Segundo o vereador Jean Doriel, autor da proposta, a legislação representa o reconhecimento da tradição avícola do município e do trabalho desenvolvido pela Universidade na preservação e no melhoramento genético dessas aves. O projeto foi aprovado por unanimidade pela Câmara Municipal e a lei sancionada pela Prefeitura. “Valorizar esse trabalho da Uesb é, acima de tudo, garantir que a nossa história continue sendo escrita com qualidade, tecnologia e, principalmente, com o respeito que os nossos produtores merecem”, destacou o vereador.
Pato Catolé
De acordo com Jean, a valorização dessas raças contribui para o desenvolvimento econômico e social do município. Adaptadas ao sistema de criação caipira, elas demandam menor investimento em insumos e representam uma alternativa para pequenos criadores, fortalecendo a agricultura familiar e a economia local. “É o conhecimento prático mantendo viva uma tradição que é, ao mesmo tempo, economicamente inteligente e socialmente justa para a nossa cidade”, salientou.
O vereador também destacou que a nova legislação fortalece a proteção e a valorização do patrimônio genético desenvolvido a partir das pesquisas conduzidas pela Uesb.

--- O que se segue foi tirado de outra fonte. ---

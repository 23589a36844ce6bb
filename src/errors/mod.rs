pub mod types;
pub mod classification;

pub use types::DashboardError;
pub use classification::ErrorClassification;
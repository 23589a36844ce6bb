use std::collections::BTreeSet;

use tracing::{debug, warn};

use crate::errors::DashboardError;

/// Why a page failed to load, in user-facing terms.
#[derive(Debug, Clone, PartialEq, Eq)]
pub struct Failure {
    pub message: String,
    /// Show the manual retry affordance.
    pub retryable: bool,
}

impl Failure {
    pub fn from_error(context: &str, err: &DashboardError) -> Self {
        Self {
            message: format!("{}: {}", context, err),
            retryable: err.classify().retryable,
        }
    }
}

/// Page-level data state. One value replaces the loading/error/data flags
/// so they can never disagree.
#[derive(Debug, Clone, PartialEq)]
pub enum LoadState<T> {
    Idle,
    Loading,
    Loaded(T),
    Failed(Failure),
}

/// Proof that a load was started. Only the newest ticket may settle.
#[derive(Debug, Clone, Copy, PartialEq, Eq)]
#[must_use = "a load ticket must be settled or the page stays in Loading"]
pub struct LoadTicket(u64);

/// `LoadState` plus a generation counter that discards late responses.
#[derive(Debug, Clone)]
pub struct Loader<T> {
    state: LoadState<T>,
    generation: u64,
}

impl<T> Default for Loader<T> {
    fn default() -> Self {
        Self { state: LoadState::Idle, generation: 0 }
    }
}

impl<T> Loader<T> {
    pub fn new() -> Self {
        Self::default()
    }

    pub fn state(&self) -> &LoadState<T> {
        &self.state
    }

    pub fn data(&self) -> Option<&T> {
        match &self.state {
            LoadState::Loaded(data) => Some(data),
            _ => None,
        }
    }

    pub fn data_mut(&mut self) -> Option<&mut T> {
        match &mut self.state {
            LoadState::Loaded(data) => Some(data),
            _ => None,
        }
    }

    pub fn failure(&self) -> Option<&Failure> {
        match &self.state {
            LoadState::Failed(failure) => Some(failure),
            _ => None,
        }
    }

    pub fn is_loading(&self) -> bool {
        matches!(self.state, LoadState::Loading)
    }

    /// Start a load: `* → Loading`.
    pub fn begin(&mut self) -> LoadTicket {
        self.generation += 1;
        self.state = LoadState::Loading;
        LoadTicket(self.generation)
    }

    /// Manual retry: `Failed → Loading`. `None` in any other state.
    pub fn retry(&mut self) -> Option<LoadTicket> {
        match self.state {
            LoadState::Failed(_) => Some(self.begin()),
            _ => None,
        }
    }

    /// Forget in-flight loads without touching what is displayed. A load
    /// interrupted mid-flight falls back to `Idle`.
    pub fn invalidate(&mut self) {
        self.generation += 1;
        if matches!(self.state, LoadState::Loading) {
            self.state = LoadState::Idle;
        }
    }

    /// Forget in-flight loads and whatever was displayed.
    pub fn reset(&mut self) {
        self.generation += 1;
        self.state = LoadState::Idle;
    }

    /// Apply a load result. Returns `false` (and changes nothing) when the
    /// ticket is stale.
    pub fn settle(
        &mut self,
        ticket: LoadTicket,
        result: Result<T, DashboardError>,
        context: &str,
    ) -> bool {
        if ticket.0 != self.generation {
            debug!(ticket = ticket.0, current = self.generation, context, "Discarding stale response");
            return false;
        }
        self.state = match result {
            Ok(data) => LoadState::Loaded(data),
            Err(err) => {
                warn!(error = %err, error_type = err.classify().error_type, context, "Load failed");
                LoadState::Failed(Failure::from_error(context, &err))
            }
        };
        true
    }

    /// Like [`settle`](Self::settle), but also hands the error back so a
    /// caller can propagate it.
    pub fn settle_checked(
        &mut self,
        ticket: LoadTicket,
        result: Result<T, DashboardError>,
        context: &str,
    ) -> Result<(), DashboardError> {
        match result {
            Ok(data) => {
                self.settle(ticket, Ok(data), context);
                Ok(())
            }
            Err(err) => {
                if ticket.0 == self.generation {
                    warn!(error = %err, error_type = err.classify().error_type, context, "Load failed");
                    self.state = LoadState::Failed(Failure::from_error(context, &err));
                }
                Err(err)
            }
        }
    }
}

/// Proof that a scan request for one application is in flight.
#[derive(Debug, PartialEq, Eq)]
#[must_use = "a scan ticket must be finished or the application stays locked"]
pub struct ScanTicket {
    app_id: u64,
}

impl ScanTicket {
    pub fn app_id(&self) -> u64 {
        self.app_id
    }
}

/// Applications with a scan request in flight. Visual lock only: it stops
/// the same view from double-submitting, nothing more.
#[derive(Debug, Clone, Default)]
pub struct PendingScans {
    ids: BTreeSet<u64>,
}

impl PendingScans {
    /// `None` if a request for `app_id` is already in flight.
    pub fn begin(&mut self, app_id: u64) -> Option<ScanTicket> {
        self.ids.insert(app_id).then_some(ScanTicket { app_id })
    }

    /// Release the lock once the request settled, whatever the outcome.
    pub fn finish(&mut self, ticket: ScanTicket) {
        self.ids.remove(&ticket.app_id);
    }

    pub fn contains(&self, app_id: u64) -> bool {
        self.ids.contains(&app_id)
    }

    /// Drop every lock. Used when in-flight requests are abandoned and
    /// their tickets will never be finished.
    pub fn clear(&mut self) {
        if !self.ids.is_empty() {
            debug!(ids = ?self.ids, "Releasing abandoned scan locks");
        }
        self.ids.clear();
    }
}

Para ele, a iniciativa “representa um marco na convergência entre o conhecimento acadêmico e o desenvolvimento social de Itapetinga”.

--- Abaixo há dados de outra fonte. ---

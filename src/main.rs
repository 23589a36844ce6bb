use std::path::Path;
use std::sync::Arc;

use clap::Parser;
use tracing::debug;
use tracing_subscriber::EnvFilter;

use auditdeck::api::{ApiClient, DashboardApi};
use auditdeck::cli::{self, Cli, CliContext, Commands};
use auditdeck::config;
use auditdeck::errors::DashboardError;
use auditdeck::repl::ReplSession;

#[tokio::main]
async fn main() {
    let cli = Cli::parse();

    // Initialize logging
    let log_level = match cli.verbose {
        0 => "warn",
        1 => "info",
        2 => "debug",
        _ => "trace",
    };

    let filter = EnvFilter::try_from_default_env()
        .unwrap_or_else(|_| EnvFilter::new(format!("auditdeck={}", log_level)));

    // stdout carries rendered pages and --json output
    let subscriber = tracing_subscriber::fmt()
        .with_env_filter(filter)
        .with_target(false)
        .with_writer(std::io::stderr);
    if cli.log_json {
        subscriber.json().init();
    } else {
        subscriber.with_ansi(!cli.no_color).init();
    }

    if cli.no_color {
        console::set_colors_enabled(false);
        console::set_colors_enabled_stderr(false);
    }

    if let Err(e) = run(cli).await {
        eprintln!("Error: {}", e);
        std::process::exit(e.exit_code());
    }
}

async fn run(cli: Cli) -> Result<(), DashboardError> {
    let command = cli.command.unwrap_or(Commands::Shell);
    if let Commands::Validate(args) = command {
        return handle_validate(args).await;
    }

    let settings = config::load_settings(
        cli.config.as_deref().map(Path::new),
        cli.api_url.as_deref(),
        cli.no_color,
    )
    .await?;
    if !settings.color {
        console::set_colors_enabled(false);
    }

    let client = ApiClient::from_settings(&settings)?;
    debug!(backend = %client.base_url(), "API client ready");
    let api: Arc<dyn DashboardApi> = Arc::new(client);
    let ctx = CliContext::new(api, settings, cli.quiet);

    match command {
        Commands::Shell => ReplSession::new(ctx.api.clone(), ctx.settings.clone()).run().await,
        Commands::Dashboard(args) => cli::dashboard::handle_dashboard(&ctx, args).await,
        Commands::Apps(command) => cli::apps::handle_apps(&ctx, command).await,
        Commands::Scans(command) => cli::scans::handle_scans(&ctx, command).await,
        Commands::Vulns(args) => cli::vulns::handle_vulns(&ctx, args).await,
        Commands::Validate(args) => handle_validate(args).await,
    }
}

async fn handle_validate(args: cli::commands::ValidateArgs) -> Result<(), DashboardError> {
    let path = Path::new(&args.config);
    let parsed = config::parse_config(path).await?;
    let settings = config::Settings::from_config(&parsed);
    println!("Configuration is valid: {}", args.config);
    println!("  backend: {}", settings.base_url);
    Ok(())
}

O Peru Preto Caipira faz parte das aves estudadas há mais de 20 anos no Labeave
Para Ronaldo, o reconhecimento poderá ampliar as possibilidades de inserção das raças estudadas pela Uesb em editais do Governo da Bahia voltados à agricultura familiar e ao incentivo à produção, fortalecendo a produção de ovos e a geração de renda. “O Estado da Bahia lançou vários editais para pequenos produtores voltados à produção de ovos. A Bahia tem urgência em alcançar maior independência nesse setor. Como temos raças nativas aqui, elas também podem fazer parte desse processo de forma regular”, afirma.

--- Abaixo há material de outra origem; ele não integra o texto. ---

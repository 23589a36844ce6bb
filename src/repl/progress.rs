use std::future::Future;
use std::time::{Duration, Instant};

use console::style;
use indicatif::{ProgressBar, ProgressStyle};
use tracing::debug;

/// Spinner bound to one backend request: it appears when the request starts
/// and is gone as soon as the future settles.
pub struct RequestIndicator {
    bar: ProgressBar,
    started: Instant,
}

impl RequestIndicator {
    pub fn start(message: &str) -> Self {
        let bar = ProgressBar::new_spinner();
        if let Ok(spinner) = ProgressStyle::default_spinner().template("  {spinner:.cyan} {msg} {elapsed:.dim}") {
            bar.set_style(spinner);
        }
        bar.set_message(message.to_string());
        bar.enable_steady_tick(Duration::from_millis(100));
        Self { bar, started: Instant::now() }
    }

    pub fn elapsed(&self) -> Duration {
        self.started.elapsed()
    }

    pub fn finish(self) {
        self.bar.finish_and_clear();
    }

    pub fn abandon(self) {
        self.bar.abandon_with_message(format!("{}", style("Cancelled").yellow()));
    }

    /// Drive `fut` to completion with the spinner shown.
    pub async fn track<F: Future>(message: &str, fut: F) -> F::Output {
        let indicator = Self::start(message);
        let out = fut.await;
        indicator.finish();
        out
    }

    /// Like [`track`](Self::track), but Ctrl-C drops `fut` and yields `None`.
    pub async fn interruptible<F: Future>(message: &str, fut: F) -> Option<F::Output> {
        let indicator = Self::start(message);
        tokio::select! {
            out = fut => {
                debug!(message, elapsed = %format_elapsed(indicator.elapsed()), "Request settled");
                indicator.finish();
                Some(out)
            }
            _ = ctrl_c_pressed() => {
                indicator.abandon();
                None
            }
        }
    }
}

/// Resolves on Ctrl-C. Once tokio owns SIGINT every blocking wait must
/// select on this, or the key press is swallowed. Never resolves if the
/// handler cannot be installed.
pub async fn ctrl_c_pressed() {
    if let Err(e) = tokio::signal::ctrl_c().await {
        debug!(error = %e, "Ctrl-C handler failed");
        std::future::pending::<()>().await;
    }
}

/// `1m5s` / `12s` / `350ms`.
pub fn format_elapsed(elapsed: Duration) -> String {
    let ms = elapsed.as_millis() as u64;
    if ms < 1000 {
        return format!("{}ms", ms);
    }
    let secs = ms / 1000;
    let mins = secs / 60;
    if mins > 0 {
        format!("{}m{}s", mins, secs % 60)
    } else {
        format!("{}s", secs)
    }
}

O professor também ressalta o potencial genético de outros animais da região, como caprinos, ovinos e equinos. Além disso, chama atenção para os registros de uma raça bovina conhecida como Junqueira, que desapareceu da região e possui relevante valor genético. Atualmente, o Laboratório busca levantar informações históricas que possam contribuir para o resgate e a preservação desse material genético.